Una donna coraggiosa, che in quei 57 giorni che separano la strage di Capaci da quella di via D’Amelio, scelse di scortare il giudice Borsellino, quando tutti in quei giorni fuggivano, eludevano, trovavano scuse per non scegliere da che parte stare. Quando in molti, in quei giorni terribili, sia nel mondo politico nazionale che all’interno della magistratura, cercavano di depistare, trattavano con cosa nostra, cercavano di bloccare le indagini di Borsellino lasciandolo solo e condannandolo ad una morte certa. Tre processi, svariate indagini sui mandanti occulti e sulla scomparsa dell’agenda rossa, su cui Borsellino aveva segnato appunti sulla strage di Capaci dove morì Giovanni Falcone, non hanno ancora fatto luce su quanto accaduto. Altri processi, tra cui quello sulla “trattativa tra Stato e mafia”, un altro processo ancora contro Matteo Messina Denaro, condannato all’ergastolo in contumacia, e quello sul presunto depistaggio alle indagini, hanno creato una confusione tale da rendere ancora più difficile la scoperta della verità.

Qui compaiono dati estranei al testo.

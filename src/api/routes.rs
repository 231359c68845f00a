use axum::{
    extract::DefaultBodyLimit,
    http::{HeaderValue, Method},
    middleware,
    routing::{get, post},
    Router,
};
use tower_http::{
    cors::{Any, CorsLayer},
    trace::TraceLayer,
};

use super::handlers;
use super::AppState;
use crate::middleware::{make_span_with_request_id, request_id_middleware};

/// Creates the main API router with all routes
pub fn create_router(state: AppState) -> Router {
    let upload_limit = DefaultBodyLimit::max(state.max_request_bytes);

    Router::new()
        .route("/health", get(handlers::health_check))
        // Classification
        .route("/predict", post(handlers::predict).layer(upload_limit))
        // Analytics
        .route("/dashboard-data", get(handlers::dashboard_data))
        .route("/analytics/top", get(handlers::top_categories))
        .route("/analytics/daily", get(handlers::daily_counts))
        .route("/analytics/heatmap", get(handlers::daily_heatmap))
        .layer(TraceLayer::new_for_http().make_span_with(make_span_with_request_id))
        .layer(middleware::from_fn(request_id_middleware))
        .with_state(state)
}

/// CORS policy for the browser front end
///
/// `*` allows any origin; anything else must be a single valid origin.
pub fn cors_layer(allowed_origin: &str) -> anyhow::Result<CorsLayer> {
    let layer = CorsLayer::new()
        .allow_methods([Method::GET, Method::POST, Method::OPTIONS])
        .allow_headers(Any);

    if allowed_origin.trim() == "*" {
        return Ok(layer.allow_origin(Any));
    }

    let origin = HeaderValue::from_str(allowed_origin.trim().trim_end_matches('/'))?;
    Ok(layer.allow_origin(origin))
}
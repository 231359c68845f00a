use axum::extract::{FromRequest, FromRequestParts};

use crate::error::AppError;

/// `Json` whose rejections render as `AppError` bodies
#[derive(Debug, FromRequest)]
#[from_request(via(axum::Json), rejection(AppError))]
pub struct ApiJson<T>(pub T);

/// `Query` whose rejections render as `AppError` bodies
#[derive(Debug, FromRequestParts)]
#[from_request(via(axum::extract::Query), rejection(AppError))]
pub struct ApiQuery<T>(pub T);
pub mod prediction;
pub mod recommendation;
pub mod vocabulary;

pub use prediction::{
    CategoryCount, CategoryCounts, DailyCounts, DailyHeatmap, DailyMatrix, Dashboard,
    PredictionEvent,
};
pub use recommendation::{SpotifySearchResponse, SpotifyToken, Track};
pub use vocabulary::{Category, Vocabulary, DEFAULT_EMOTIONS};
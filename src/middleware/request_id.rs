use axum::{
    body::Body,
    extract::Request,
    http::HeaderValue,
    middleware::Next,
    response::Response,
};
use uuid::Uuid;

/// Header carrying the request ID in both directions
pub const REQUEST_ID_HEADER: &str = "x-request-id";

/// Request ID stored in the request extensions
#[derive(Clone, Copy, Debug, PartialEq, Eq)]
pub struct RequestId(pub Uuid);

impl RequestId {
    /// Reuses a well-formed incoming ID, otherwise generates a v4 UUID
    fn from_request(request: &Request) -> Self {
        request
            .headers()
            .get(REQUEST_ID_HEADER)
            .and_then(|value| value.to_str().ok())
            .and_then(|value| Uuid::parse_str(value).ok())
            .map(Self)
            .unwrap_or_else(|| Self(Uuid::new_v4()))
    }
}

impl std::fmt::Display for RequestId {
    fn fmt(&self, f: &mut std::fmt::Formatter<'_>) -> std::fmt::Result {
        write!(f, "{}", self.0)
    }
}

/// Tags every request with a [`RequestId`] and echoes it in the response
pub async fn request_id_middleware(mut request: Request, next: Next) -> Response {
    let request_id = RequestId::from_request(&request);
    request.extensions_mut().insert(request_id);

    let mut response = next.run(request).await;

    if let Ok(value) = HeaderValue::from_str(&request_id.to_string()) {
        response.headers_mut().insert(REQUEST_ID_HEADER, value);
    }

    response
}

/// Span factory for the HTTP trace layer
pub fn make_span_with_request_id(request: &Request<Body>) -> tracing::Span {
    let request_id = request
        .extensions()
        .get::<RequestId>()
        .map(ToString::to_string)
        .unwrap_or_else(|| "unknown".to_string());

    tracing::info_span!(
        "http_request",
        method = %request.method(),
        uri = %request.uri(),
        request_id = %request_id,
    )
}
use serde::{Deserialize, Serialize};

/// A track returned by the recommendation search, in service ranking order
///
/// Only `id` is consumed by the classification pipeline; the remaining fields
/// are kept so cached search results stay useful for debugging.
#[derive(Debug, Clone, PartialEq, Serialize, Deserialize)]
pub struct Track {
    #[serde(default)]
    pub id: Option<String>,
    #[serde(default)]
    pub name: Option<String>,
    #[serde(default)]
    pub uri: Option<String>,
}

impl Track {
    /// Identifier usable for embedding, if the service supplied one
    pub fn stable_id(&self) -> Option<&str> {
        self.id.as_deref().filter(|id| !id.trim().is_empty())
    }
}

// ============================================================================
// Spotify Web API Types
// ============================================================================

/// Token response of the client-credentials flow
#[derive(Debug, Clone, Deserialize)]
pub struct SpotifyToken {
    pub access_token: String,
    #[serde(default = "default_expires_in")]
    pub expires_in: u64,
}

fn default_expires_in() -> u64 {
    3600
}

/// Response of `GET /search?type=track`
#[derive(Debug, Clone, Deserialize)]
pub struct SpotifySearchResponse {
    #[serde(default)]
    pub tracks: Option<SpotifyTrackPage>,
}

#[derive(Debug, Clone, Deserialize)]
pub struct SpotifyTrackPage {
    #[serde(default)]
    pub items: Vec<Track>,
}

impl SpotifySearchResponse {
    pub fn into_tracks(self) -> Vec<Track> {
        self.tracks.map(|page| page.items).unwrap_or_default()
    }
}

#[cfg(test)]
mod tests {
    use super::*;

    #[test]
    fn test_stable_id_skips_missing_and_blank() {
        let with_id = Track {
            id: Some("4uLU6hMCjMI75M1A2tKUQC".to_string()),
            name: None,
            uri: None,
        };
        let blank = Track {
            id: Some(" ".to_string()),
            name: None,
            uri: None,
        };
        let missing = Track {
            id: None,
            name: Some("Local file".to_string()),
            uri: None,
        };

        assert_eq!(with_id.stable_id(), Some("4uLU6hMCjMI75M1A2tKUQC"));
        assert_eq!(blank.stable_id(), None);
        assert_eq!(missing.stable_id(), None);
    }

    #[test]
    fn test_search_response_parses_items_in_order() {
        let body = serde_json::json!({
            "tracks": {
                "items": [
                    { "id": "a", "name": "First", "uri": "spotify:track:a", "popularity": 50 },
                    { "id": null, "name": "Local" },
                    { "id": "c", "name": "Third" }
                ]
            }
        });

        let response: SpotifySearchResponse = serde_json::from_value(body).unwrap();
        let tracks = response.into_tracks();

        assert_eq!(tracks.len(), 3);
        assert_eq!(tracks[0].id.as_deref(), Some("a"));
        assert_eq!(tracks[1].id, None);
        assert_eq!(tracks[2].name.as_deref(), Some("Third"));
    }

    #[test]
    fn test_search_response_without_tracks() {
        let response: SpotifySearchResponse = serde_json::from_value(serde_json::json!({})).unwrap();
        assert!(response.into_tracks().is_empty());
    }

    #[test]
    fn test_token_default_expiry() {
        let token: SpotifyToken =
            serde_json::from_value(serde_json::json!({ "access_token": "tok" })).unwrap();
        assert_eq!(token.expires_in, 3600);
    }
}
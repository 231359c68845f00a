use tracing_subscriber::{layer::SubscriberExt, util::SubscriberInitExt, EnvFilter};

use moodtune_api::{
    api::{cors_layer, create_router, AppState},
    config::Config,
};

#[tokio::main]
async fn main() -> anyhow::Result<()> {
    tracing_subscriber::registry()
        .with(
            EnvFilter::try_from_default_env()
                .unwrap_or_else(|_| EnvFilter::new("moodtune_api=info,tower_http=info")),
        )
        .with(tracing_subscriber::fmt::layer())
        .init();

    // Load configuration
    let config = Config::from_env()?;

    // Initialize application state
    let (state, cache_handle) = AppState::from_config(&config).await?;

    // Create the router with all routes
    let app = create_router(state).layer(cors_layer(&config.allowed_origin)?);

    // Start the server
    let addr = format!("{}:{}", config.host, config.port);
    let listener = tokio::net::TcpListener::bind(&addr).await?;
    tracing::info!("Server running on http://{}", addr);

    axum::serve(listener, app)
        .with_graceful_shutdown(shutdown_signal())
        .await?;

    if let Some(handle) = cache_handle {
        handle.shutdown().await;
    }

    Ok(())
}

async fn shutdown_signal() {
    if let Err(e) = tokio::signal::ctrl_c().await {
        tracing::error!(error = %e, "Failed to listen for shutdown signal");
    }
    tracing::info!("Shutting down");
}
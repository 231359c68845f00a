use std::sync::Arc;

use serde::Serialize;
use tracing::instrument;

use crate::{
    db::PredictionStore,
    error::{AppError, AppResult},
    models::Category,
    services::{
        classifier::Classifier, decoder::CategoryDecoder, preprocessing::ImagePreprocessor,
        recommendations::RecommendationMapper,
    },
};

/// Result of classifying one image
#[derive(Debug, Clone, PartialEq, Eq, Serialize)]
pub struct ClassificationOutcome {
    #[serde(rename = "emotion")]
    pub category: Category,
    #[serde(rename = "tracks")]
    pub recommendation_ids: Vec<String>,
}

/// Preprocess → classify → decode → record → recommend
///
/// Recording is part of the request: if the event cannot be stored the whole
/// classification fails with a storage error and no recommendation lookup is
/// made. Recommendation failures never fail the request.
#[derive(Clone)]
pub struct ClassificationService {
    preprocessor: ImagePreprocessor,
    classifier: Arc<dyn Classifier>,
    decoder: CategoryDecoder,
    store: Arc<dyn PredictionStore>,
    recommender: RecommendationMapper,
}

impl ClassificationService {
    pub fn new(
        preprocessor: ImagePreprocessor,
        classifier: Arc<dyn Classifier>,
        decoder: CategoryDecoder,
        store: Arc<dyn PredictionStore>,
        recommender: RecommendationMapper,
    ) -> Self {
        Self {
            preprocessor,
            classifier,
            decoder,
            store,
            recommender,
        }
    }

    #[instrument(skip_all, fields(bytes = image.len(), classifier = self.classifier.name()))]
    pub async fn classify(&self, image: Vec<u8>) -> AppResult<ClassificationOutcome> {
        let preprocessor = self.preprocessor;
        let input = tokio::task::spawn_blocking(move || preprocessor.preprocess(&image))
            .await
            .map_err(|e| AppError::Internal(format!("Preprocessing task failed: {}", e)))??;

        let scores = self.classifier.score(&input).await?;
        let category = self.decoder.decode(&scores)?;

        let event = self.store.record(&category).await?;
        tracing::info!(id = event.id, category = %category, "Classification recorded");

        let recommendation_ids = self.recommender.recommend(category.as_str()).await;

        Ok(ClassificationOutcome {
            category,
            recommendation_ids,
        })
    }
}
use std::collections::BTreeMap;
use std::sync::Arc;

use chrono::{Days, NaiveDate, Utc};

use crate::{
    db::PredictionStore,
    error::{AppError, AppResult},
    models::{
        CategoryCount, CategoryCounts, DailyCounts, DailyHeatmap, DailyMatrix, Dashboard,
        Vocabulary,
    },
};

/// Default size of the trailing window, in days
pub const DEFAULT_WINDOW_DAYS: u32 = 7;

/// Default number of categories in the dashboard ranking
pub const DEFAULT_TOP_K: usize = 3;

/// Sorts counts by count descending, then label ascending, and keeps `k`
pub fn rank(counts: CategoryCounts, k: usize) -> Vec<CategoryCount> {
    let mut ranked: Vec<CategoryCount> = counts
        .into_iter()
        .map(|(category, count)| CategoryCount { category, count })
        .collect();

    ranked.sort_by(|a, b| {
        b.count
            .cmp(&a.count)
            .then_with(|| a.category.cmp(&b.category))
    });
    ranked.truncate(k);
    ranked
}

/// Every date in `[start, end]`, each mapped to the stored counts or to an
/// empty mapping
pub fn zero_fill_dates(start: NaiveDate, end: NaiveDate, mut counts: DailyCounts) -> DailyMatrix {
    let mut days = BTreeMap::new();
    for date in start.iter_days().take_while(|date| *date <= end) {
        days.insert(date, counts.remove(&date).unwrap_or_default());
    }
    DailyMatrix(days)
}

/// Aggregate views over the prediction log
#[derive(Clone)]
pub struct AnalyticsAggregator {
    store: Arc<dyn PredictionStore>,
    vocabulary: Arc<Vocabulary>,
    max_window_days: u32,
}

impl AnalyticsAggregator {
    pub fn new(
        store: Arc<dyn PredictionStore>,
        vocabulary: Arc<Vocabulary>,
        max_window_days: u32,
    ) -> Self {
        Self {
            store,
            vocabulary,
            max_window_days,
        }
    }

    /// Today's date in UTC
    pub fn today() -> NaiveDate {
        Utc::now().date_naive()
    }

    /// The `k` most frequent categories over all time
    ///
    /// Ties are ordered by label ascending. An empty store gives an empty list.
    pub async fn top_k(&self, k: usize) -> AppResult<Vec<CategoryCount>> {
        if k == 0 {
            return Ok(Vec::new());
        }
        let counts = self.store.count_by_category().await?;
        Ok(rank(counts, k))
    }

    /// Per-day counts for the trailing `days` UTC dates ending today
    pub async fn daily_matrix(&self, days: u32) -> AppResult<DailyMatrix> {
        self.daily_matrix_at(days, Self::today()).await
    }

    pub async fn daily_matrix_at(&self, days: u32, today: NaiveDate) -> AppResult<DailyMatrix> {
        let (start, end) = self.window(days, today)?;
        let counts = self.store.count_by_category_per_day(start, end).await?;
        Ok(zero_fill_dates(start, end, counts))
    }

    /// Dense category × date table for heatmap views
    pub async fn daily_heatmap(&self, days: u32) -> AppResult<DailyHeatmap> {
        self.daily_heatmap_at(days, Self::today()).await
    }

    pub async fn daily_heatmap_at(&self, days: u32, today: NaiveDate) -> AppResult<DailyHeatmap> {
        let matrix = self.daily_matrix_at(days, today).await?;
        let dates = matrix.dates();

        let categories: Vec<String> = self
            .vocabulary
            .iter()
            .map(|category| category.as_str().to_string())
            .collect();

        let counts = categories
            .iter()
            .map(|category| {
                dates
                    .iter()
                    .map(|date| matrix.count(date, category))
                    .collect()
            })
            .collect();

        Ok(DailyHeatmap {
            categories,
            dates,
            counts,
        })
    }

    /// Top-K ranking and daily matrix in one payload
    pub async fn dashboard(&self, k: usize, days: u32) -> AppResult<Dashboard> {
        self.dashboard_at(k, days, Self::today()).await
    }

    pub async fn dashboard_at(&self, k: usize, days: u32, today: NaiveDate) -> AppResult<Dashboard> {
        let top = self.top_k(k).await?;
        let daily = self.daily_matrix_at(days, today).await?;
        Ok(Dashboard { top, daily })
    }

    /// `[today - (days - 1), today]`
    fn window(&self, days: u32, today: NaiveDate) -> AppResult<(NaiveDate, NaiveDate)> {
        if days == 0 {
            return Err(AppError::InvalidInput(
                "Window must cover at least one day".to_string(),
            ));
        }
        if days > self.max_window_days {
            return Err(AppError::InvalidInput(format!(
                "Window cannot exceed {} days",
                self.max_window_days
            )));
        }

        let start = today
            .checked_sub_days(Days::new(u64::from(days - 1)))
            .ok_or_else(|| AppError::InvalidInput("Window start is out of range".to_string()))?;

        Ok((start, today))
    }
}
/// Spotify Web API provider
///
/// Authenticates with the client-credentials flow and searches tracks by free
/// text. Tokens are reused until shortly before they expire; search results
/// are cached in Redis when a cache is configured.
use std::sync::Arc;
use std::time::{Duration, Instant};

use reqwest::{Client as HttpClient, StatusCode};
use tokio::sync::RwLock;

use crate::{
    cached,
    db::{Cache, CacheKey},
    error::{AppError, AppResult},
    models::{SpotifySearchResponse, SpotifyToken, Track},
    services::providers::RecommendationProvider,
};

const SEARCH_CACHE_TTL: u64 = 3600; // 1 hour
const TOKEN_EXPIRY_MARGIN: Duration = Duration::from_secs(60);
const MAX_SEARCH_LIMIT: usize = 50;

#[derive(Debug, Clone)]
struct CachedToken {
    value: String,
    expires_at: Instant,
}

impl CachedToken {
    fn from_response(token: SpotifyToken, now: Instant) -> Self {
        let lifetime = Duration::from_secs(token.expires_in).saturating_sub(TOKEN_EXPIRY_MARGIN);
        Self {
            value: token.access_token,
            expires_at: now + lifetime,
        }
    }

    fn is_fresh(&self, now: Instant) -> bool {
        now < self.expires_at
    }
}

#[derive(Clone)]
pub struct SpotifyProvider {
    http_client: HttpClient,
    client_id: String,
    client_secret: String,
    api_url: String,
    auth_url: String,
    cache: Option<Cache>,
    token: Arc<RwLock<Option<CachedToken>>>,
}

impl SpotifyProvider {
    pub fn new(
        client_id: String,
        client_secret: String,
        api_url: String,
        auth_url: String,
        cache: Option<Cache>,
    ) -> Self {
        Self {
            http_client: HttpClient::new(),
            client_id,
            client_secret,
            api_url: api_url.trim_end_matches('/').to_string(),
            auth_url,
            cache,
            token: Arc::new(RwLock::new(None)),
        }
    }

    /// Returns a valid bearer token, requesting a new one when needed
    async fn access_token(&self) -> AppResult<String> {
        if let Some(token) = self.token.read().await.as_ref() {
            if token.is_fresh(Instant::now()) {
                return Ok(token.value.clone());
            }
        }

        let mut guard = self.token.write().await;
        // Another request may have refreshed while we waited for the lock
        if let Some(token) = guard.as_ref() {
            if token.is_fresh(Instant::now()) {
                return Ok(token.value.clone());
            }
        }

        let response = self
            .http_client
            .post(&self.auth_url)
            .basic_auth(&self.client_id, Some(&self.client_secret))
            .form(&[("grant_type", "client_credentials")])
            .send()
            .await?;

        if !response.status().is_success() {
            let status = response.status();
            let body = response.text().await.unwrap_or_default();
            return Err(AppError::RecommendationService(format!(
                "Spotify token endpoint returned status {}: {}",
                status, body
            )));
        }

        let token: SpotifyToken = response.json().await?;
        let cached = CachedToken::from_response(token, Instant::now());
        let value = cached.value.clone();
        *guard = Some(cached);

        tracing::debug!(provider = "spotify", "Access token refreshed");

        Ok(value)
    }

    async fn fetch_tracks(&self, query: &str, limit: usize) -> AppResult<Vec<Track>> {
        let token = self.access_token().await?;
        let limit = limit.clamp(1, MAX_SEARCH_LIMIT).to_string();

        let url = format!("{}/search", self.api_url);
        let response = self
            .http_client
            .get(&url)
            .bearer_auth(&token)
            .query(&[("q", query), ("type", "track"), ("limit", limit.as_str())])
            .send()
            .await?;

        if response.status() == StatusCode::UNAUTHORIZED {
            // Revoked or expired early; the next request fetches a new token
            *self.token.write().await = None;
        }

        if !response.status().is_success() {
            let status = response.status();
            let body = response.text().await.unwrap_or_default();
            return Err(AppError::RecommendationService(format!(
                "Spotify search returned status {}: {}",
                status, body
            )));
        }

        let results: SpotifySearchResponse = response.json().await?;
        let tracks = results.into_tracks();

        tracing::info!(
            query = %query,
            results = tracks.len(),
            provider = "spotify",
            "Track search completed"
        );

        Ok(tracks)
    }
}

#[async_trait::async_trait]
impl RecommendationProvider for SpotifyProvider {
    async fn search_tracks(&self, query: &str, limit: usize) -> AppResult<Vec<Track>> {
        match &self.cache {
            Some(cache) => {
                let key = CacheKey::TrackSearch {
                    query: query.to_string(),
                    limit,
                };
                cached!(cache, key, SEARCH_CACHE_TTL, self.fetch_tracks(query, limit))
            }
            None => self.fetch_tracks(query, limit).await,
        }
    }

    fn name(&self) -> &'static str {
        "spotify"
    }
}

#[cfg(test)]
mod tests {
    use super::*;

    fn create_test_provider(auth_url: &str) -> SpotifyProvider {
        SpotifyProvider::new(
            "client".to_string(),
            "secret".to_string(),
            "http://127.0.0.1:1/v1/".to_string(),
            auth_url.to_string(),
            None,
        )
    }

    #[test]
    fn test_cached_token_lifetime_keeps_margin() {
        let now = Instant::now();
        let token = CachedToken::from_response(
            SpotifyToken {
                access_token: "tok".to_string(),
                expires_in: 3600,
            },
            now,
        );

        assert_eq!(token.value, "tok");
        assert!(token.is_fresh(now + Duration::from_secs(3500)));
        assert!(!token.is_fresh(now + Duration::from_secs(3540)));
    }

    #[test]
    fn test_cached_token_short_lifetime_is_immediately_stale() {
        let now = Instant::now();
        let token = CachedToken::from_response(
            SpotifyToken {
                access_token: "tok".to_string(),
                expires_in: 30,
            },
            now,
        );

        assert!(!token.is_fresh(now));
    }

    #[test]
    fn test_api_url_trailing_slash_is_trimmed() {
        let provider = create_test_provider("http://127.0.0.1:1/api/token");
        assert_eq!(provider.api_url, "http://127.0.0.1:1/v1");
        assert_eq!(provider.name(), "spotify");
    }

    #[tokio::test]
    async fn test_unreachable_token_endpoint_is_an_error() {
        let provider = create_test_provider("http://127.0.0.1:1/api/token");
        let result = provider.search_tracks("happy upbeat", 5).await;
        assert!(result.is_err());
    }

    #[tokio::test]
    async fn test_fresh_token_is_reused() {
        let provider = create_test_provider("http://127.0.0.1:1/api/token");
        *provider.token.write().await = Some(CachedToken {
            value: "cached-token".to_string(),
            expires_at: Instant::now() + Duration::from_secs(600),
        });

        assert_eq!(provider.access_token().await.unwrap(), "cached-token");
    }

    mod stub {
        use std::collections::HashMap;
        use std::sync::atomic::{AtomicBool, AtomicUsize, Ordering};
        use std::sync::{Arc, Mutex};

        use axum::{
            extract::{Query, State},
            http::{header::AUTHORIZATION, HeaderMap, StatusCode},
            routing::{get, post},
            Form, Json, Router,
        };
        use serde_json::{json, Value};

        /// In-process stand-in for the Spotify accounts and search endpoints
        #[derive(Clone, Default)]
        pub struct StubSpotify {
            pub token_requests: Arc<AtomicUsize>,
            pub token_auth: Arc<Mutex<Vec<String>>>,
            pub token_forms: Arc<Mutex<Vec<HashMap<String, String>>>>,
            pub search_auth: Arc<Mutex<Vec<String>>>,
            pub search_params: Arc<Mutex<Vec<HashMap<String, String>>>>,
            pub reject_search: Arc<AtomicBool>,
        }

        fn authorization(headers: &HeaderMap) -> String {
            headers
                .get(AUTHORIZATION)
                .and_then(|value| value.to_str().ok())
                .unwrap_or_default()
                .to_string()
        }

        async fn token(
            State(stub): State<StubSpotify>,
            headers: HeaderMap,
            Form(form): Form<HashMap<String, String>>,
        ) -> Json<Value> {
            let n = stub.token_requests.fetch_add(1, Ordering::SeqCst) + 1;
            stub.token_auth.lock().unwrap().push(authorization(&headers));
            stub.token_forms.lock().unwrap().push(form);

            Json(json!({
                "access_token": format!("token-{}", n),
                "token_type": "Bearer",
                "expires_in": 3600
            }))
        }

        async fn search(
            State(stub): State<StubSpotify>,
            headers: HeaderMap,
            Query(params): Query<HashMap<String, String>>,
        ) -> (StatusCode, Json<Value>) {
            stub.search_auth.lock().unwrap().push(authorization(&headers));
            stub.search_params.lock().unwrap().push(params);

            if stub.reject_search.load(Ordering::SeqCst) {
                return (
                    StatusCode::UNAUTHORIZED,
                    Json(json!({ "error": { "status": 401, "message": "The access token expired" } })),
                );
            }

            (
                StatusCode::OK,
                Json(json!({
                    "tracks": {
                        "items": [
                            { "id": "track-b", "name": "Second by name" },
                            { "id": "track-a", "name": "First by name" },
                            { "id": "track-c", "name": "Third" }
                        ]
                    }
                })),
            )
        }

        /// Serves the stub on an ephemeral port and returns its base URL
        pub async fn spawn(stub: StubSpotify) -> String {
            let app = Router::new()
                .route("/api/token", post(token))
                .route("/v1/search", get(search))
                .with_state(stub);

            let listener = tokio::net::TcpListener::bind("127.0.0.1:0").await.unwrap();
            let addr = listener.local_addr().unwrap();
            tokio::spawn(async move {
                axum::serve(listener, app).await.unwrap();
            });

            format!("http://{}", addr)
        }
    }

    fn provider_for(base_url: &str, cache: Option<Cache>) -> SpotifyProvider {
        SpotifyProvider::new(
            "client".to_string(),
            "secret".to_string(),
            format!("{}/v1", base_url),
            format!("{}/api/token", base_url),
            cache,
        )
    }

    fn ids(tracks: &[Track]) -> Vec<&str> {
        tracks.iter().filter_map(Track::stable_id).collect()
    }

    #[tokio::test]
    async fn test_search_reuses_token_and_sends_query() {
        use base64::{engine::general_purpose::STANDARD, Engine};
        use std::sync::atomic::Ordering;

        let stub = stub::StubSpotify::default();
        let base_url = stub::spawn(stub.clone()).await;
        let provider = provider_for(&base_url, None);

        let first = provider.search_tracks("happy upbeat", 5).await.unwrap();
        let second = provider.search_tracks("sad mellow", 5).await.unwrap();

        // Results keep the service's ranking order
        assert_eq!(ids(&first), vec!["track-b", "track-a", "track-c"]);
        assert_eq!(ids(&second), vec!["track-b", "track-a", "track-c"]);

        assert_eq!(stub.token_requests.load(Ordering::SeqCst), 1);
        let expected_basic = format!("Basic {}", STANDARD.encode("client:secret"));
        assert_eq!(*stub.token_auth.lock().unwrap(), vec![expected_basic]);
        let forms = stub.token_forms.lock().unwrap().clone();
        assert_eq!(forms[0].get("grant_type").map(String::as_str), Some("client_credentials"));

        let auth = stub.search_auth.lock().unwrap().clone();
        assert_eq!(auth, vec!["Bearer token-1", "Bearer token-1"]);

        let params = stub.search_params.lock().unwrap().clone();
        assert_eq!(params.len(), 2);
        assert_eq!(params[0].get("q").map(String::as_str), Some("happy upbeat"));
        assert_eq!(params[0].get("type").map(String::as_str), Some("track"));
        assert_eq!(params[0].get("limit").map(String::as_str), Some("5"));
        assert_eq!(params[1].get("q").map(String::as_str), Some("sad mellow"));
    }

    #[tokio::test]
    async fn test_search_limit_is_clamped() {
        let stub = stub::StubSpotify::default();
        let base_url = stub::spawn(stub.clone()).await;
        let provider = provider_for(&base_url, None);

        provider.search_tracks("chill music", 500).await.unwrap();

        let params = stub.search_params.lock().unwrap().clone();
        assert_eq!(params[0].get("limit").map(String::as_str), Some("50"));
    }

    #[tokio::test]
    async fn test_unauthorized_search_clears_token() {
        use std::sync::atomic::Ordering;

        let stub = stub::StubSpotify::default();
        let base_url = stub::spawn(stub.clone()).await;
        let provider = provider_for(&base_url, None);

        stub.reject_search.store(true, Ordering::SeqCst);
        let result = provider.search_tracks("angry intense", 5).await;
        assert!(matches!(result, Err(AppError::RecommendationService(_))));
        assert!(provider.token.read().await.is_none());

        stub.reject_search.store(false, Ordering::SeqCst);
        let tracks = provider.search_tracks("angry intense", 5).await.unwrap();
        assert_eq!(tracks.len(), 3);

        assert_eq!(stub.token_requests.load(Ordering::SeqCst), 2);
        let auth = stub.search_auth.lock().unwrap().clone();
        assert_eq!(auth.last().map(String::as_str), Some("Bearer token-2"));
    }

    #[tokio::test]
    async fn test_unreachable_cache_falls_through_to_search() {
        use crate::db::create_redis_client;

        let stub = stub::StubSpotify::default();
        let base_url = stub::spawn(stub.clone()).await;

        let (cache, handle) = Cache::new(create_redis_client("redis://127.0.0.1:1").unwrap());
        let provider = provider_for(&base_url, Some(cache));

        let tracks = provider.search_tracks("calm relaxing", 5).await.unwrap();
        assert_eq!(ids(&tracks), vec!["track-b", "track-a", "track-c"]);
        assert_eq!(stub.search_params.lock().unwrap().len(), 1);

        handle.shutdown().await;
    }
}
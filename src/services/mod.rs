pub mod analytics;
pub mod classification;
pub mod classifier;
pub mod decoder;
pub mod preprocessing;
pub mod providers;
pub mod recommendations;

pub use analytics::AnalyticsAggregator;
pub use classification::{ClassificationOutcome, ClassificationService};
pub use classifier::{Classifier, HttpClassifier};
pub use decoder::CategoryDecoder;
pub use preprocessing::{ImagePreprocessor, InputTensor};
pub use providers::{RecommendationProvider, SpotifyProvider};
pub use recommendations::RecommendationMapper;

Come per la strage di Capaci, anche per quella di via D’Amelio, tutti ricordiamo dove fossimo quando abbiamo ricevuto la notizia. Personalmente, ricordo perfettamente cosa stessi facendo quel giorno, a quell’ora. Rientravo con i miei genitori e mio fratello dal mare. Una giornata assolata, calda. Davanti alla nostra auto, quella del fratello di mio padre che si accosta mettendo le quattro frecce. Eravamo andati al mare insieme. Ci accostiamo anche noi. Si avvicina con uno sguardo atterrito e ci comunica che avevano ucciso il giudice Borsellino. Un silenzio assordante ci avvolse. Nessuno pronunciò una parola, nessuno. Ricordo solo le lacrime che parlarono per noi mentre venivamo assaliti da un senso di desolazione inimmaginabile.

Fu Antonino Caponnetto che diede la voce e la parola a quelle lacrime silenziose, quando, uscendo dall’obitorio, scosso e addoloratissimo disse: “È finito tutto…”. Una frase di cui poi in futuro si pentì, perché era dettata dalla emotività di quel tragico momento, ma non rispecchiava lo spirito combattente di quel bravissimo magistrato. Per tutti noi, però, in quel momento fu proprio questa la sensazione: la fine di ogni speranza, la morte della libertà e della giustizia, un dolore profondo e lancinante. Agnese Borsellino, moglie del magistrato, in una delle ultime lettere dedicate al marito, nonostante tutto, riaccese la speranza, incitando i giovani, a cui Paolo credeva profondamente, ad andare avanti: “Dicevi: ‘Siete il nostro futuro, dovete utilizzare i talenti che possedete, non arrendetevi di fronte alle difficoltà’. Sento ancora la tua voce con queste espressioni che trasmettono coraggio, gioia di vivere, ottimismo. Hai posseduto la volontà di dare sempre il meglio di te stesso. Con questi ricordi tutti ti diciamo ‘grazie Paolo’”.